From the first time President Trump called The New York Times “highly inaccurate” in its coverage of his administration, through his false claim that the paper is “failing” and losing thousands of subscribers, to ultimately declaring the majority of the nation’s major news outlets “fake news,” a chief task for the Times, long considered the “newspaper of record,” has been to find the best way to accurately and honestly cover this new and unconventional president. With unprecedented access to the inner workings of the Times, including filming inside closed-door meetings, rare interviews with the editors and reporters who cover the President and the tumult around him, as well as an insider’s view of the Sulzberger family publisher transition, Garbus intimately chronicles the tenacious men and women in the trenches who are fighting for the freedom of the press and America’s right to know.

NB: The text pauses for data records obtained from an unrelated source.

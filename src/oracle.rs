//! External schema validation gate.
//!
//! Full XML-schema validation of extended documents is delegated to an
//! outside program. The program prints `0` when the document is valid and
//! its diagnostics otherwise.

use std::path::{Path, PathBuf};
use std::process::Command;

use serde::Serialize;

use crate::error::OracleError;

/// Placeholder replaced by the schema file in a command template
pub const SCHEMA_PLACEHOLDER: &str = "{schema}";
/// Placeholder replaced by the document in a command template
pub const DOCUMENT_PLACEHOLDER: &str = "{document}";

/// Outcome of an external validation
#[derive(Debug, Clone, PartialEq, Eq, Serialize)]
pub struct OracleVerdict {
    pub passed: bool,
    pub diagnostics: String,
}

impl OracleVerdict {
    pub fn pass() -> Self {
        Self {
            passed: true,
            diagnostics: String::new(),
        }
    }

    pub fn fail(diagnostics: impl Into<String>) -> Self {
        Self {
            passed: false,
            diagnostics: diagnostics.into(),
        }
    }

    /// Interpret validator output: trimmed `0` passes
    pub fn from_output(output: &str) -> Self {
        let trimmed = output.trim();
        if trimmed == "0" {
            Self::pass()
        } else {
            Self::fail(trimmed)
        }
    }
}

#[cfg_attr(test, mockall::automock)]
pub trait SchemaOracle: Send + Sync {
    fn check(&self, document: &Path, schema: &Path) -> Result<OracleVerdict, OracleError>;
}

/// Runs a validator program built from an argv template
#[derive(Debug, Clone)]
pub struct CommandOracle {
    argv: Vec<String>,
}

impl CommandOracle {
    pub fn new(argv: Vec<String>) -> Result<Self, OracleError> {
        if argv.is_empty() || argv[0].trim().is_empty() {
            return Err(OracleError::EmptyCommand);
        }
        Ok(Self { argv })
    }

    /// Template arguments with placeholders substituted
    pub fn arguments(&self, document: &Path, schema: &Path) -> Vec<String> {
        let document = document.display().to_string();
        let schema = schema.display().to_string();
        self.argv
            .iter()
            .map(|arg| {
                arg.replace(SCHEMA_PLACEHOLDER, &schema)
                    .replace(DOCUMENT_PLACEHOLDER, &document)
            })
            .collect()
    }
}

impl SchemaOracle for CommandOracle {
    fn check(&self, document: &Path, schema: &Path) -> Result<OracleVerdict, OracleError> {
        let args = self.arguments(document, schema);
        let program = &args[0];
        log::debug!("running validator: {}", args.join(" "));

        let output = Command::new(program)
            .args(&args[1..])
            .output()
            .map_err(|source| OracleError::Launch {
                program: program.clone(),
                source,
            })?;

        let stdout = String::from_utf8_lossy(&output.stdout);
        let mut verdict = OracleVerdict::from_output(&stdout);
        if !output.status.success() && verdict.passed {
            verdict = OracleVerdict::fail(format!("validator exited with {}", output.status));
        }
        if !verdict.passed {
            let stderr = String::from_utf8_lossy(&output.stderr);
            if !stderr.trim().is_empty() {
                verdict.diagnostics = format!("{}\n{}", verdict.diagnostics, stderr.trim());
            }
        }
        Ok(verdict)
    }
}

/// A document and the schema it must satisfy, checked before parsing
pub struct SchemaGate<'a> {
    oracle: &'a dyn SchemaOracle,
    schema: PathBuf,
}

impl<'a> SchemaGate<'a> {
    pub fn new(oracle: &'a dyn SchemaOracle, schema: impl Into<PathBuf>) -> Self {
        Self {
            oracle,
            schema: schema.into(),
        }
    }

    /// Fails with [`crate::NrlError::SchemaGate`] when the document is rejected
    pub fn admit(&self, document: &Path) -> crate::Result<()> {
        let verdict = self.oracle.check(document, &self.schema)?;
        if verdict.passed {
            log::info!("{} passed schema validation", document.display());
            Ok(())
        } else {
            Err(crate::NrlError::SchemaGate {
                file: document.to_path_buf(),
                diagnostics: verdict.diagnostics,
            })
        }
    }
}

“The Times is an odd and confounding muse for the current president. Trump craves the positive coverage of his hometown paper while simultaneously denigrating the ‘failing New York Times’ on what seems to be a daily basis,” says Garbus. “We’ve been given unprecedented access to capture the challenges, triumphs and pitfalls of covering a president who has declared war on the free press, from the point of view of those on the front line – the White House correspondents, investigative journalists and editors at The New York Times. It’s the story of a lifetime, but what kind of story is it? Is it the story of a new era of the American presidency, or is it a reality show debacle? This series explores these questions as we take a front row seat to those writing the first draft of this moment in history.”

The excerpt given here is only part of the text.